Maybe she needs to find a job....

I grew mine out in a 10g, put her in a 20g long after a year or so, shes still not that active. She lived with a male betta in the 10g and was fine. I shoulda just left her there...


----------



## Tazman (Jan 15, 2012)

My 3 BN's that I have in my cichlid tank are extremely active at night...they clean the algae up something great.


----------



## beetlebz (Aug 2, 2007)

maybe my girly needs her a man :lol:

I notice alot of algae spots that miraculously disappear. My anubias when i brought it home was covered in algae and diatoms, the next morning it looked like a shiney new plant. OTOH im not there anymore at night to watch


----------



## Tazman (Jan 15, 2012)

I have no idea what sex mine are...I have 2 maxijet 1200's in the 75g tank and 2 out of the 3 stay on top of them most of the day, the other one spends its time attached to the back of my diy overflow.


----------



## 1077 (Apr 16, 2008)

es31710 said:


> Just somehthing I was looking into on the database for fish for new fish for my tank and i realized something.

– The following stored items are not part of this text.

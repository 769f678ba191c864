//! # Report Output
//!
//! Renders an aggregated [`Summary`] to any [`std::io::Write`] sink in one
//! of three mutually exclusive formats:
//!
//! - **Text**: the human-readable summary with histogram, latency
//!   distribution, per-phase details and status/error distributions
//! - **CSV**: one row per successful request in arrival order
//! - **JSON**: the computed statistics as a single document for tooling
//!
//! All durations are seconds with four decimal places. When no request
//! succeeded, the text report contains only the error distribution.

use crate::aggregator::Summary;
use crate::defaults;
use crate::error::ReportError;
use crate::metrics::{Histogram, PercentileValue, PhaseStats, Statistics};
use crate::results::Phase;
use serde::{Deserialize, Serialize};
use std::collections::BTreeMap;
use std::io::Write;
use tracing::{debug, warn};

/// Output format selected for a run.
#[derive(Debug, Clone, Copy, PartialEq, Eq, Default, Serialize, Deserialize)]
#[serde(rename_all = "lowercase")]
pub enum OutputMode {
    #[default]
    Text,
    Csv,
    Json,
}

impl OutputMode {
    /// Map a user-supplied mode name to an [`OutputMode`].
    ///
    /// Unknown names fall back to [`OutputMode::Text`].
    pub fn from_name(name: &str) -> Self {
        match name.trim().to_ascii_lowercase().as_str() {
            "csv" => OutputMode::Csv,
            "json" => OutputMode::Json,
            "" | "text" => OutputMode::Text,
            other => {
                warn!("Unknown output mode '{}', using text summary", other);
                OutputMode::Text
            }
        }
    }
}

impl std::fmt::Display for OutputMode {
    fn fmt(&self, f: &mut std::fmt::Formatter<'_>) -> std::fmt::Result {
        match self {
            OutputMode::Text => write!(f, "text"),
            OutputMode::Csv => write!(f, "csv"),
            OutputMode::Json => write!(f, "json"),
        }
    }
}

/// Machine-readable form of a run's statistics.
#[derive(Debug, Clone, Serialize, Deserialize)]
pub struct JsonReport {
    pub version: String,
    pub generated_at: chrono::DateTime<chrono::Utc>,
    pub total_secs: f64,
    pub successes: usize,
    pub failures: usize,
    pub requests_per_sec: f64,
    pub average_secs: f64,
    pub fastest_secs: Option<f64>,
    pub slowest_secs: Option<f64>,
    pub size_total: i64,
    pub size_per_request: i64,
    pub percentiles: Vec<PercentileValue>,
    pub histogram: Option<Histogram>,
    pub phases: Vec<PhaseStats>,
    pub status_codes: BTreeMap<u16, usize>,
    pub errors: BTreeMap<String, usize>,
}
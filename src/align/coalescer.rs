//! Trigger Coalescer - Throttled recomputation with force bypass
//!
//! Wraps a recompute callback that returns `true` when it did work and
//! `false` for a no-op. Unforced requests run at most once per cooldown
//! window; requests made during the window collapse into a single follow-up
//! that runs when the window ends.
//!
//! # Timeline (buffer = 100ms)
//!
//! ```text
//! t=0    request()   -> callback runs, cooldown until t=100
//! t=30   request()   -> coalesced, follow-up at t=130
//! t=60   request()   -> follow-up moved to t=160
//! t=160  follow-up   -> callback runs, cooldown until t=260
//! ```
//!
//! A no-op callback never starts a cooldown, so the next request is
//! evaluated fresh.

use std::cell::Cell;
use std::rc::{Rc, Weak};

use tracing::trace;

use crate::state::timer::{self, TimerId};

struct Inner {
    callback: Box<dyn Fn() -> bool>,
    buffer_ms: Cell<u64>,
    /// Inside a cooldown window.
    called: Cell<bool>,
    /// Timer ending the window (and possibly running a follow-up).
    timeout: Cell<Option<TimerId>>,
    /// The pending timer runs a follow-up request.
    follow_up: Cell<bool>,
}

impl Inner {
    fn clear_timer(&self) {
        if let Some(id) = self.timeout.take() {
            timer::clear_timeout(id);
        }
        self.follow_up.set(false);
    }
}

/// Rate limiter for a recompute callback.
///
/// Timers hold a weak reference, so dropping the coalescer silently
/// abandons any pending follow-up.
pub struct TriggerCoalescer {
    inner: Rc<Inner>,
}

impl TriggerCoalescer {
    /// Create a coalescer around `callback` with a cooldown of `buffer_ms`.
    pub fn new<F>(buffer_ms: u64, callback: F) -> Self
    where
        F: Fn() -> bool + 'static,
    {
        Self {
            inner: Rc::new(Inner {
                callback: Box::new(callback),
                buffer_ms: Cell::new(buffer_ms),
                called: Cell::new(false),
                timeout: Cell::new(None),
                follow_up: Cell::new(false),
            }),
        }
    }

    /// Ask for a recomputation.
    ///
    /// Outside a cooldown, or when `force` is set, the callback runs now.
    /// Inside a cooldown the request is deferred to the end of a fresh
    /// window, replacing any earlier deferred request.
    pub fn request(&self, force: bool) {
        request(&self.inner, force);
    }

    /// Leave the cooldown and drop any pending follow-up without running the
    /// callback. Safe to call repeatedly.
    pub fn cancel(&self) {
        self.inner.called.set(false);
        self.inner.clear_timer();
    }

    /// Change the cooldown used from the next window on.
    pub fn set_buffer(&self, buffer_ms: u64) {
        self.inner.buffer_ms.set(buffer_ms);
    }

    pub fn buffer(&self) -> u64 {
        self.inner.buffer_ms.get()
    }

    /// Whether a cooldown window is open.
    pub fn is_cooling_down(&self) -> bool {
        self.inner.called.get()
    }

    /// Whether a coalesced follow-up request is waiting.
    pub fn has_pending(&self) -> bool {
        self.inner.follow_up.get() && self.inner.timeout.get().is_some_and(timer::is_pending)
    }
}

fn request(inner: &Rc<Inner>, force: bool) {
    if !inner.called.get() || force {
        if !(inner.callback)() {
            trace!(force, "recompute was a no-op, no cooldown");
            return;
        }

        inner.called.set(true);
        inner.clear_timer();

        let weak = Rc::downgrade(inner);
        let buffer = inner.buffer_ms.get();
        trace!(buffer, "cooldown started");
        inner.timeout.set(Some(timer::set_timeout(buffer, move || {
            if let Some(inner) = weak.upgrade() {
                inner.timeout.set(None);
                inner.called.set(false);
            }
        })));
    } else {
        inner.clear_timer();

        let weak: Weak<Inner> = Rc::downgrade(inner);
        let buffer = inner.buffer_ms.get();
        trace!(buffer, "request coalesced, follow-up rescheduled");
        inner.follow_up.set(true);
        inner.timeout.set(Some(timer::set_timeout(buffer, move || {
            if let Some(inner) = weak.upgrade() {
                inner.timeout.set(None);
                inner.follow_up.set(false);
                inner.called.set(false);
                request(&inner, false);
            }
        })));
    }
}

// =============================================================================
// TESTS
// =============================================================================
//! Error taxonomy.
//!
//! The recompute path never surfaces these to the host; it logs them and
//! reports a no-op. Parsing and configuration APIs return them directly.

use crate::types::TargetPoint;

/// Errors produced while parsing configuration or resolving targets.
#[derive(thiserror::Error, Debug)]
pub enum AlignError {
    /// Align point string that is not vertical+horizontal (`"tl"`, `"bc"`, ...).
    #[error("invalid align point {0:?}")]
    InvalidAlignPoint(String),

    /// Point target without a complete finite coordinate pair.
    #[error("malformed target point {0:?}")]
    MalformedPoint(TargetPoint),

    /// Element resolver produced nothing usable.
    #[error("target unresolvable: {0}")]
    Unresolvable(String),

    /// Configuration could not be parsed.
    #[error("config error: {0}")]
    Config(#[from] serde_json::Error),
}

impl AlignError {
    /// Build an [`AlignError::InvalidAlignPoint`] value.
    pub fn invalid_point(s: impl Into<String>) -> Self {
        Self::InvalidAlignPoint(s.into())
    }

    /// Build an [`AlignError::Unresolvable`] value.
    pub fn unresolvable(msg: impl Into<String>) -> Self {
        Self::Unresolvable(msg.into())
    }
}
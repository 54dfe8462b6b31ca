//! # spark-align
//!
//! Keeps a floating element aligned to a target element or point.
//!
//! The interesting part is not the geometry but the scheduling: deciding
//! *when* a realignment is needed, throttling bursts of triggers, and telling
//! real input changes apart from redundant re-renders.
//!
//! ## Architecture
//!
//! ```text
//! host adapter ── configure / after_update / force_align / teardown ──> AlignController
//!                                                                          │
//!                                          TriggerCoalescer <──────────────┤
//!                                                 │                        │
//!                                             recompute ──> Aligner ──> on_align
//! ```
//!
//! The [`state`] module is the page environment the engine runs against:
//! element boxes, focus, resize observation, window events and a timer queue
//! driven by the host's event loop.
//!
//! ## Modules
//!
//! - [`types`] - Core types (ElementId, Rect, AlignPoint, AlignmentSpec, Target, AlignResult)
//! - [`align`] - Coalescer, controller and aligners
//! - [`state`] - Page environment
//! - [`config`] - Controller configuration
//! - [`error`] - Error taxonomy

pub mod align;
pub mod config;
pub mod error;
pub mod state;
pub mod types;

// Re-export commonly used items
pub use types::*;

pub use align::{resolve, AlignController, Aligner, DomAligner, OnAlign, TriggerCoalescer};
pub use config::AlignConfig;
pub use error::AlignError;

pub use state::{document, focus, resize, timer, window, reset_environment};
//! Window - Viewport, scroll and resize events for the page environment
//!
//! Viewport size and scroll offset are signals. Resize listeners are global
//! and registered with `on_window_resize`, which returns a cleanup.
//!
//! ```ignore
//! let remove = window::on_window_resize(|| println!("resized"));
//! window::dispatch_window_resize(1280.0, 720.0);
//! remove();
//! ```

use std::cell::RefCell;
use std::rc::Rc;

use spark_signals::{signal, Signal};

use crate::types::{Cleanup, Rect};

/// Viewport size before the host reports one.
pub const DEFAULT_VIEWPORT: (f64, f64) = (1024.0, 768.0);

type ResizeHandler = Rc<dyn Fn()>;

thread_local! {
    static VIEWPORT_WIDTH: Signal<f64> = signal(DEFAULT_VIEWPORT.0);
    static VIEWPORT_HEIGHT: Signal<f64> = signal(DEFAULT_VIEWPORT.1);
    static SCROLL_X: Signal<f64> = signal(0.0);
    static SCROLL_Y: Signal<f64> = signal(0.0);

    static LISTENERS: RefCell<Vec<(usize, ResizeHandler)>> = RefCell::new(Vec::new());
    static NEXT_LISTENER_ID: RefCell<usize> = const { RefCell::new(0) };
}

// =============================================================================
// VIEWPORT
// =============================================================================

pub fn viewport_width() -> f64 {
    VIEWPORT_WIDTH.with(|s| s.get())
}

pub fn viewport_height() -> f64 {
    VIEWPORT_HEIGHT.with(|s| s.get())
}

/// Scroll offset of the page `(x, y)`.
pub fn scroll() -> (f64, f64) {
    (SCROLL_X.with(|s| s.get()), SCROLL_Y.with(|s| s.get()))
}

pub fn scroll_to(x: f64, y: f64) {
    SCROLL_X.with(|s| s.set(x));
    SCROLL_Y.with(|s| s.set(y));
}

/// Visible part of the page, in page coordinates.
pub fn visible_rect() -> Rect {
    let (x, y) = scroll();
    Rect::new(x, y, viewport_width(), viewport_height())
}

// =============================================================================
// RESIZE EVENTS
// =============================================================================

/// Listen for window resizes. Returns cleanup to stop listening.
pub fn on_window_resize<F>(handler: F) -> Cleanup
where
    F: Fn() + 'static,
{
    let id = NEXT_LISTENER_ID.with(|next| {
        let mut next = next.borrow_mut();
        let id = *next;
        *next += 1;
        id
    });
    LISTENERS.with(|listeners| listeners.borrow_mut().push((id, Rc::new(handler))));

    Box::new(move || {
        LISTENERS.with(|listeners| {
            listeners.borrow_mut().retain(|(listener_id, _)| *listener_id != id);
        });
    })
}

/// Resize the viewport and notify every listener.
pub fn dispatch_window_resize(width: f64, height: f64) {
    VIEWPORT_WIDTH.with(|s| s.set(width));
    VIEWPORT_HEIGHT.with(|s| s.set(height));

    let handlers: Vec<ResizeHandler> =
        LISTENERS.with(|listeners| listeners.borrow().iter().map(|(_, h)| h.clone()).collect());
    for handler in handlers {
        handler();
    }
}

/// Number of registered resize listeners.
pub fn listener_count() -> usize {
    LISTENERS.with(|listeners| listeners.borrow().len())
}

/// Restore default viewport, scroll and listeners (for testing).
pub fn reset_window_state() {
    VIEWPORT_WIDTH.with(|s| s.set(DEFAULT_VIEWPORT.0));
    VIEWPORT_HEIGHT.with(|s| s.set(DEFAULT_VIEWPORT.1));
    scroll_to(0.0, 0.0);
    let old = LISTENERS.with(|listeners| std::mem::take(&mut *listeners.borrow_mut()));
    drop(old);
}

// =============================================================================
// TESTS
// =============================================================================
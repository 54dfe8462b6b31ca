//! Controller configuration.
//!
//! Hosts usually build [`AlignConfig`] from their component props. It can
//! also be read from JSON using the host's camelCase keys:
//!
//! ```json
//! {
//!   "align": { "points": ["bc", "tc"], "offset": [0, 4], "overflow": { "adjustY": true } },
//!   "monitorBufferTime": 50,
//!   "monitorWindowResize": true
//! }
//! ```

use serde::{Deserialize, Serialize};

use crate::error::AlignError;
use crate::types::AlignmentSpec;

/// Everything about a controller except its target and source.
#[derive(Debug, Clone, PartialEq, Default, Serialize, Deserialize)]
#[serde(rename_all = "camelCase", default)]
pub struct AlignConfig {
    pub align: AlignmentSpec,
    /// Cooldown window in milliseconds. 0 realigns on every trigger.
    pub monitor_buffer_time: u64,
    /// Realign on window resize.
    pub monitor_window_resize: bool,
    pub disabled: bool,
}

impl AlignConfig {
    /// Parse a configuration from JSON. Missing keys take their defaults.
    pub fn from_json(json: &str) -> Result<Self, AlignError> {
        Ok(serde_json::from_str(json)?)
    }

    pub fn to_json(&self) -> Result<String, AlignError> {
        Ok(serde_json::to_string(self)?)
    }
}
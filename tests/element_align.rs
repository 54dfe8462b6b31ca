//! Element target scenarios, driven the way a host adapter drives the
//! controller: configure, render, `after_update`, pump timers.
//!
//! Run with: cargo test --test element_align -- --nocapture

use std::cell::RefCell;
use std::rc::Rc;

use spark_align::{
    document, focus, reset_environment, resize, timer, window, AlignConfig, AlignController, AlignPoint,
    AlignResult, AlignmentSpec, DomAligner, ElementId, OnAlign, Rect, Target,
};

// =============================================================================
// FIXTURE
// =============================================================================

/// 50x50 target under 100px of padding, 50x80 absolutely positioned source.
struct Page {
    target: ElementId,
    source: ElementId,
    calls: Rc<RefCell<Vec<AlignResult>>>,
}

fn page() -> Page {
    reset_environment();
    let _ = tracing_subscriber::fmt().with_test_writer().try_init();

    Page {
        target: document::create_element(Rect::new(0.0, 100.0, 50.0, 50.0)),
        source: document::create_element(Rect::new(0.0, 0.0, 50.0, 80.0)),
        calls: Rc::new(RefCell::new(Vec::new())),
    }
}

impl Page {
    fn mount(&self, config: AlignConfig) -> AlignController {
        let calls = self.calls.clone();
        let on_align: OnAlign = Rc::new(move |_: ElementId, result: &AlignResult| {
            calls.borrow_mut().push(result.clone());
        });

        let disabled = config.disabled;
        let controller = AlignController::new(config, Rc::new(DomAligner), on_align);
        controller.set_source(Some(self.source));
        self.render(&controller, disabled);
        controller
    }

    fn render(&self, controller: &AlignController, disabled: bool) {
        let target = self.target;
        controller.configure(spec(), Some(Target::element(move || Some(target))), disabled);
        controller.after_update();
    }

    fn count(&self) -> usize {
        self.calls.borrow().len()
    }

    fn reset_calls(&self) {
        self.calls.borrow_mut().clear();
    }
}

fn spec() -> AlignmentSpec {
    AlignmentSpec::with_points(AlignPoint::parse("bc").unwrap(), AlignPoint::parse("tc").unwrap())
}

// =============================================================================
// SCENARIOS
// =============================================================================

#[test]
fn resize() {
    let page = page();
    let controller = page.mount(AlignConfig {
        monitor_window_resize: true,
        ..Default::default()
    });
    assert_eq!(page.count(), 1);

    // Window resize
    page.reset_calls();
    window::dispatch_window_resize(800.0, 600.0);
    timer::run_all_timers();
    assert_eq!(page.count(), 1);

    // Not listening any more
    page.reset_calls();
    controller.set_monitor_window_resize(false);
    page.render(&controller, false);
    window::dispatch_window_resize(900.0, 600.0);
    timer::run_all_timers();
    assert_eq!(page.count(), 0);

    // Unmount while listening should not crash
    controller.set_monitor_window_resize(true);
    page.render(&controller, false);
    drop(controller);
    assert_eq!(window::listener_count(), 0);
}

#[test]
fn disabled_should_trigger_align() {
    let page = page();
    let controller = page.mount(AlignConfig {
        monitor_window_resize: true,
        disabled: true,
        ..Default::default()
    });
    page.render(&controller, true);
    assert_eq!(page.count(), 0);

    page.render(&controller, false);
    timer::run_all_timers();
    assert_eq!(page.count(), 1);
}

#[test]
fn source_sits_above_target() {
    let page = page();
    let _controller = page.mount(AlignConfig::default());

    let result = page.calls.borrow()[0].clone();
    assert_eq!(result.rect, Rect::new(0.0, 20.0, 50.0, 80.0));
    assert_eq!(document::element_rect(page.source), Some(result.rect));
}

#[test]
fn target_resize_realigns() {
    let page = page();
    let _controller = page.mount(AlignConfig {
        monitor_buffer_time: 30,
        ..Default::default()
    });
    timer::run_all_timers();

    document::set_element_size(page.target, 100.0, 50.0);
    assert_eq!(page.count(), 2);
    assert_eq!(page.calls.borrow()[1].rect.x, 25.0);
}

#[test]
fn burst_of_triggers_within_one_window() {
    let page = page();
    let controller = page.mount(AlignConfig {
        monitor_buffer_time: 100,
        monitor_window_resize: true,
        ..Default::default()
    });

    for i in 0..10 {
        window::dispatch_window_resize(800.0 + i as f64, 600.0);
        document::set_element_size(page.source, 50.0 + i as f64, 80.0);
        timer::advance_timers_by_time(5);
    }
    assert_eq!(page.count(), 1);

    timer::advance_timers_by_time(100);
    assert_eq!(page.count(), 2);

    // A forced align never waits
    controller.force_align();
    assert_eq!(page.count(), 3);
}

#[test]
fn teardown_mid_cooldown() {
    let page = page();
    let controller = page.mount(AlignConfig {
        monitor_buffer_time: 100,
        ..Default::default()
    });
    document::set_element_size(page.target, 70.0, 50.0);
    assert!(controller.coalescer().has_pending());

    controller.teardown();
    timer::advance_timers_by_time(500);
    assert_eq!(page.count(), 1);
    assert_eq!(resize::observer_count(page.target), 0);
    assert_eq!(timer::pending_timer_count(), 0);
}

#[test]
fn focus_is_left_alone_when_not_moved() {
    let page = page();
    let input = document::create_element(Rect::default());
    focus::focus(input);

    let _controller = page.mount(AlignConfig::default());
    assert_eq!(focus::active_element(), input);
}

On the Bristlenose page it says the Minimum tank size for 1 Bristlenose is 10 gallons. Is that correct. Not trying to question whoever wrote the page or edited it but i was wondering if thats entirely correct.


20 gallon long tank would be the smallest (minimum size) tank in my view for the Bristlenose to thrive in.
LDA25 pleco (pitbull) or Otocinclus would be better suited for ten gallon tank after the tank had matured for a few month's.
Both species in my view will fair poorly in newer tanks of less than six months based only on my expieriences with them.

Bristlenose I have kept ,am keeping, routinely reach five inches, with some males,, perhaps five and a half inches.
they are quite active at night should one use small flashlight with red lens to observe them and other catfish with.


----------



## Tazman (Jan 15, 2012)

Agreed on the fact they need a mature tank. They love grazing on algae and a tank less than 6 months old will not not have much for them.


----------



## Maxillius (Sep 27, 2011)

I have a whiptail catfish in my 26g and during the day he rarely goes and feed or clean hes mostly on the anubias leafs or on my driftwood. but as soon as my lights go off he goes all around and probably does the whole aquarium overnight!


----------